Supplied records –
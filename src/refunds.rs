//! Refund requests against purchases.
//!
//! A refund moves `pending -> approved | approved_instant | declined | failed`.
//! Approval appends the REFUND reversal to the ledger in the same
//! transaction. The status-specific notification goes out after commit.

use rusqlite::{Connection, TransactionBehavior};

use crate::db::queries;
use crate::error::{AppError, Result};
use crate::id::EntityType;
use crate::ledger::{self, Reversal};
use crate::models::{Contribution, ContributionType, Refund, RefundStatus};
use crate::notify::{NotificationKind, Notifier};
use crate::products;

/// A requested refund status change.
#[derive(Debug, Clone)]
pub struct RefundChange<'a> {
    pub status: RefundStatus,
    /// Who is moving the refund (developer, reviewer, or the system)
    pub actor: &'a str,
    pub refund_reason: Option<&'a str>,
    pub rejection_reason: Option<&'a str>,
}

impl<'a> RefundChange<'a> {
    pub fn new(status: RefundStatus, actor: &'a str) -> Self {
        Self {
            status,
            actor,
            refund_reason: None,
            rejection_reason: None,
        }
    }

    pub fn refund_reason(mut self, reason: &'a str) -> Self {
        self.refund_reason = Some(reason);
        self
    }

    pub fn rejection_reason(mut self, reason: &'a str) -> Self {
        self.rejection_reason = Some(reason);
        self
    }
}

/// Get or create the refund for `contribution` and move it to `change.status`.
///
/// Timestamps implied by the target status are stamped only when unset or
/// when re-entering the same status; reasons are kept when a later call
/// omits them.
pub fn enqueue_refund(
    conn: &mut Connection,
    notifier: &dyn Notifier,
    contribution: &Contribution,
    change: RefundChange<'_>,
) -> Result<Refund> {
    let product = products::resolve(conn, &contribution.product)?;

    let tx = conn.transaction_with_behavior(TransactionBehavior::Immediate)?;
    let purchase = queries::get_contribution_by_id(&tx, &contribution.id)?
        .ok_or_else(|| AppError::UnknownContribution(contribution.uuid.clone()))?;
    if purchase.contrib_type != ContributionType::Purchase {
        return Err(AppError::IllegalTransition(format!(
            "cannot refund {} contribution {}",
            purchase.contrib_type.as_ref(),
            purchase.uuid
        )));
    }

    let now = queries::now();
    let existing = queries::get_refund_for_contribution(&tx, &purchase.id)?;
    let previous = existing.as_ref().map(|r| r.status);
    if let Some(from) = previous {
        if !from.can_transition_to(change.status) {
            return Err(AppError::IllegalTransition(format!(
                "refund for {} cannot move from {} to {}",
                purchase.uuid,
                from.as_ref(),
                change.status.as_ref()
            )));
        }
    }

    let mut refund = existing.unwrap_or_else(|| Refund {
        id: EntityType::Refund.gen_id(),
        contribution_id: purchase.id.clone(),
        status: RefundStatus::Pending,
        requested_at: None,
        approved_at: None,
        declined_at: None,
        refund_reason: String::new(),
        rejection_reason: String::new(),
        actor_id: change.actor.to_string(),
        created_at: now,
        modified_at: now,
    });

    let reentering = previous == Some(change.status);
    let stamp = |field: &mut Option<i64>, implied: bool| {
        if implied && (field.is_none() || reentering) {
            *field = Some(now);
        }
    };
    stamp(&mut refund.requested_at, change.status.stamps_requested());
    stamp(&mut refund.approved_at, change.status.stamps_approved());
    stamp(&mut refund.declined_at, change.status.stamps_declined());

    refund.status = change.status;
    if let Some(reason) = change.refund_reason.filter(|r| !r.is_empty()) {
        refund.refund_reason = reason.to_string();
    }
    if let Some(reason) = change.rejection_reason.filter(|r| !r.is_empty()) {
        refund.rejection_reason = reason.to_string();
    }
    refund.actor_id = change.actor.to_string();
    refund.modified_at = now;
    queries::save_refund(&tx, &refund)?;

    if change.status.is_approved() {
        match ledger::append_reversal(&tx, &purchase, ContributionType::Refund, None)? {
            Reversal::Recorded(reversal) => {
                tracing::info!(
                    "Recorded refund {} against purchase {}",
                    reversal.uuid,
                    purchase.uuid
                );
            }
            Reversal::Existing(existing) if existing.contrib_type == ContributionType::Refund => {}
            Reversal::Existing(existing) => {
                return Err(AppError::IllegalTransition(format!(
                    "purchase {} was already reversed by a {}",
                    purchase.uuid,
                    existing.contrib_type.as_ref()
                )));
            }
        }
    }

    tx.commit()?;
    tracing::info!(
        "Refund for {} is now {} (by {})",
        purchase.uuid,
        refund.status.as_ref(),
        change.actor
    );

    if reentering {
        return Ok(refund);
    }

    let developer = product.developer_email().map(str::to_string);
    let (kind, recipient, reason) = match refund.status {
        RefundStatus::Pending => (
            NotificationKind::RefundRequested,
            developer,
            Some(refund.refund_reason.clone()),
        ),
        RefundStatus::Approved | RefundStatus::ApprovedInstant => (
            NotificationKind::RefundApproved,
            ledger::user_email(conn, purchase.user_id.as_deref())?,
            None,
        ),
        RefundStatus::Declined => (
            NotificationKind::RefundDeclined,
            ledger::user_email(conn, purchase.user_id.as_deref())?,
            Some(refund.rejection_reason.clone()),
        ),
        RefundStatus::Failed => (NotificationKind::RefundFailed, developer, None),
    };
    notifier.dispatch(ledger::notification(
        kind,
        &purchase,
        &product,
        recipient,
        reason,
        Some(change.actor.to_string()),
    ));

    Ok(refund)
}
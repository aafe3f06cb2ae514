//! Outbound notifications (purchase receipts, refund status mail).
//!
//! Delivery is fire-and-forget: `dispatch` never blocks and never fails the
//! caller. When `NOTIFICATION_WEBHOOK_URL` is set, each notification is POSTed
//! there as JSON for the mail service to render and send.

use std::panic::AssertUnwindSafe;
use std::time::Duration;

use futures::FutureExt;
use reqwest::Client;
use rust_decimal::Decimal;
use serde::Serialize;
use strum::AsRefStr;

/// Retry delays in milliseconds. Total worst case: 300ms plus request timeouts.
const NOTIFY_RETRY_DELAYS: &[u64] = &[100, 200];

#[derive(Debug, Clone, Copy, PartialEq, Eq, Serialize, AsRefStr)]
#[serde(rename_all = "snake_case")]
#[strum(serialize_all = "snake_case")]
pub enum NotificationKind {
    /// To the buyer
    PurchaseReceipt,
    /// To the developer
    RefundRequested,
    /// To the buyer
    RefundApproved,
    /// To the buyer, with the rejection reason
    RefundDeclined,
    /// To the developer
    RefundFailed,
    /// To the developer
    Chargeback,
}

#[derive(Debug, Clone, Serialize)]
pub struct Notification {
    pub kind: NotificationKind,
    #[serde(skip_serializing_if = "Option::is_none")]
    pub recipient: Option<String>,
    pub contribution_uuid: String,
    #[serde(skip_serializing_if = "Option::is_none")]
    pub transaction_id: Option<String>,
    pub product_id: String,
    pub product_name: String,
    #[serde(skip_serializing_if = "Option::is_none")]
    pub amount: Option<Decimal>,
    pub currency: String,
    #[serde(skip_serializing_if = "Option::is_none")]
    pub reason: Option<String>,
    /// Who caused the event, when it was not the processor
    #[serde(skip_serializing_if = "Option::is_none")]
    pub actor: Option<String>,
    pub timestamp: i64,
    /// Unique per dispatch so the receiver can drop our retries
    pub idempotency_key: String,
}

pub trait Notifier: Send + Sync {
    /// Queue a notification. Must return promptly; delivery errors are logged.
    fn dispatch(&self, notification: Notification);
}

/// POSTs notifications to a webhook from a background task.
#[derive(Clone)]
pub struct WebhookNotifier {
    client: Client,
    url: Option<String>,
}

impl WebhookNotifier {
    pub fn new(client: Client, url: Option<String>) -> Self {
        Self { client, url }
    }
}

impl Notifier for WebhookNotifier {
    fn dispatch(&self, notification: Notification) {
        let Some(url) = self.url.clone() else {
            tracing::debug!(
                "No notification webhook configured, dropping {} for {}",
                notification.kind.as_ref(),
                notification.contribution_uuid
            );
            return;
        };

        let Ok(runtime) = tokio::runtime::Handle::try_current() else {
            tracing::warn!(
                "No async runtime to deliver {} for {}, dropping it",
                notification.kind.as_ref(),
                notification.contribution_uuid
            );
            return;
        };

        let client = self.client.clone();
        let kind = notification.kind;
        runtime.spawn(
            AssertUnwindSafe(async move {
                send_notification(&client, &url, &notification).await;
            })
            .catch_unwind()
            .map(move |result| {
                if let Err(panic) = result {
                    let panic_msg = panic
                        .downcast_ref::<&str>()
                        .map(|s| s.to_string())
                        .or_else(|| panic.downcast_ref::<String>().cloned())
                        .unwrap_or_else(|| "unknown panic".to_string());
                    tracing::error!(
                        "Notification task panicked for '{}': {}",
                        kind.as_ref(),
                        panic_msg
                    );
                }
            }),
        );
    }
}

async fn send_notification(client: &Client, url: &str, notification: &Notification) {
    for (attempt, delay_ms) in std::iter::once(&0u64)
        .chain(NOTIFY_RETRY_DELAYS.iter())
        .enumerate()
    {
        if attempt > 0 {
            tokio::time::sleep(Duration::from_millis(*delay_ms)).await;
        }

        match client
            .post(url)
            .json(notification)
            .timeout(Duration::from_secs(5))
            .send()
            .await
        {
            Ok(resp) if resp.status().is_success() => {
                if attempt > 0 {
                    tracing::debug!("Notification webhook succeeded after {} retries", attempt);
                }
                return;
            }
            Ok(resp) => {
                tracing::debug!("Notification webhook returned {}", resp.status());
            }
            Err(e) => {
                tracing::debug!("Notification webhook failed: {}", e);
            }
        }
    }

    tracing::warn!(
        "Failed to deliver {} notification for {} after {} attempts",
        notification.kind.as_ref(),
        notification.contribution_uuid,
        NOTIFY_RETRY_DELAYS.len() + 1
    );
}
//! Row mapping trait and helpers for reducing boilerplate in queries.

use rusqlite::{Connection, OptionalExtension, Row, ToSql};
use rust_decimal::Decimal;

use crate::models::*;

/// Parse a string column into an enum type, converting parse errors to rusqlite errors.
fn parse_enum<T: std::str::FromStr>(row: &Row, col: usize, col_name: &str) -> rusqlite::Result<T> {
    row.get::<_, String>(col)?.parse::<T>().map_err(|_| {
        rusqlite::Error::InvalidColumnType(col, col_name.to_string(), rusqlite::types::Type::Text)
    })
}

/// Amounts are stored as canonical decimal text.
fn parse_decimal(row: &Row, col: usize, col_name: &str) -> rusqlite::Result<Option<Decimal>> {
    row.get::<_, Option<String>>(col)?
        .map(|s| {
            s.parse::<Decimal>().map_err(|_| {
                rusqlite::Error::InvalidColumnType(
                    col,
                    col_name.to_string(),
                    rusqlite::types::Type::Text,
                )
            })
        })
        .transpose()
}

fn parse_json(row: &Row, col: usize) -> rusqlite::Result<Option<serde_json::Value>> {
    row.get::<_, Option<String>>(col)?
        .map(|s| {
            serde_json::from_str(&s).map_err(|e| {
                rusqlite::Error::FromSqlConversionFailure(
                    col,
                    rusqlite::types::Type::Text,
                    Box::new(e),
                )
            })
        })
        .transpose()
}

/// Trait for constructing a type from a database row.
pub trait FromRow: Sized {
    fn from_row(row: &Row) -> rusqlite::Result<Self>;
}

/// Query for a single optional result.
pub fn query_one<T: FromRow>(
    conn: &Connection,
    sql: &str,
    params: &[&dyn ToSql],
) -> crate::error::Result<Option<T>> {
    conn.query_row(sql, params, T::from_row)
        .optional()
        .map_err(Into::into)
}

/// Query for multiple results.
pub fn query_all<T: FromRow>(
    conn: &Connection,
    sql: &str,
    params: &[&dyn ToSql],
) -> crate::error::Result<Vec<T>> {
    let mut stmt = conn.prepare(sql)?;
    let rows = stmt
        .query_map(params, T::from_row)?
        .collect::<std::result::Result<Vec<_>, _>>()?;
    Ok(rows)
}

// ============ SQL SELECT Constants ============

pub const USER_COLS: &str = "id, email, display_name, source, created_at";

pub const WEBAPP_COLS: &str = "id, name, description, default_locale, solitude_public_id, application_size, price_point, price_amount, currency, has_icon, support_email, developer_email, created_at";

pub const INAPP_COLS: &str =
    "id, webapp_id, name, logo_url, price_point, price_amount, currency, simulate, created_at";

pub const CONTRIBUTION_COLS: &str = "id, uuid, transaction_id, type, amount, currency, webapp_id, inapp_product_id, user_id, related_id, source, source_locale, price_point, created_at, modified_at";

pub const REFUND_COLS: &str = "id, contribution_id, status, requested_at, approved_at, declined_at, refund_reason, rejection_reason, actor_id, created_at, modified_at";

pub const APP_PURCHASE_COLS: &str = "id, webapp_id, user_id, status, created_at, modified_at";

impl FromRow for User {
    fn from_row(row: &Row) -> rusqlite::Result<Self> {
        Ok(User {
            id: row.get(0)?,
            email: row.get(1)?,
            display_name: row.get(2)?,
            source: parse_enum(row, 3, "source")?,
            created_at: row.get(4)?,
        })
    }
}

impl FromRow for Webapp {
    fn from_row(row: &Row) -> rusqlite::Result<Self> {
        Ok(Webapp {
            id: row.get(0)?,
            name: row.get(1)?,
            description: row.get(2)?,
            default_locale: row.get(3)?,
            solitude_public_id: row.get(4)?,
            application_size: row.get(5)?,
            price_point: row.get(6)?,
            price_amount: parse_decimal(row, 7, "price_amount")?,
            currency: row.get(8)?,
            has_icon: row.get::<_, i32>(9)? != 0,
            support_email: row.get(10)?,
            developer_email: row.get(11)?,
            created_at: row.get(12)?,
        })
    }
}

impl FromRow for InAppProduct {
    fn from_row(row: &Row) -> rusqlite::Result<Self> {
        Ok(InAppProduct {
            id: row.get(0)?,
            webapp_id: row.get(1)?,
            name: row.get(2)?,
            logo_url: row.get(3)?,
            price_point: row.get(4)?,
            price_amount: parse_decimal(row, 5, "price_amount")?.unwrap_or_default(),
            currency: row.get(6)?,
            simulate: parse_json(row, 7)?,
            created_at: row.get(8)?,
        })
    }
}

impl FromRow for Contribution {
    fn from_row(row: &Row) -> rusqlite::Result<Self> {
        let webapp_id: Option<String> = row.get(6)?;
        let inapp_id: Option<String> = row.get(7)?;
        let product = match (webapp_id, inapp_id) {
            (Some(id), None) => ProductRef::Webapp(id),
            (None, Some(id)) => ProductRef::InApp(id),
            _ => {
                return Err(rusqlite::Error::InvalidColumnType(
                    6,
                    "webapp_id".to_string(),
                    rusqlite::types::Type::Null,
                ));
            }
        };

        Ok(Contribution {
            id: row.get(0)?,
            uuid: row.get(1)?,
            transaction_id: row.get(2)?,
            contrib_type: parse_enum(row, 3, "type")?,
            amount: parse_decimal(row, 4, "amount")?,
            currency: row.get(5)?,
            product,
            user_id: row.get(8)?,
            related_id: row.get(9)?,
            source: row.get(10)?,
            source_locale: row.get(11)?,
            price_point: row.get(12)?,
            created_at: row.get(13)?,
            modified_at: row.get(14)?,
        })
    }
}

impl FromRow for Refund {
    fn from_row(row: &Row) -> rusqlite::Result<Self> {
        Ok(Refund {
            id: row.get(0)?,
            contribution_id: row.get(1)?,
            status: parse_enum(row, 2, "status")?,
            requested_at: row.get(3)?,
            approved_at: row.get(4)?,
            declined_at: row.get(5)?,
            refund_reason: row.get(6)?,
            rejection_reason: row.get(7)?,
            actor_id: row.get(8)?,
            created_at: row.get(9)?,
            modified_at: row.get(10)?,
        })
    }
}

impl FromRow for AppPurchase {
    fn from_row(row: &Row) -> rusqlite::Result<Self> {
        Ok(AppPurchase {
            id: row.get(0)?,
            webapp_id: row.get(1)?,
            user_id: row.get(2)?,
            status: parse_enum(row, 3, "status")?,
            created_at: row.get(4)?,
            modified_at: row.get(5)?,
        })
    }
}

Task – In the material above, show every line where the word "stmt" turns up.

Written response –
    let mut stmt = conn.prepare(sql)?;
    let rows = stmt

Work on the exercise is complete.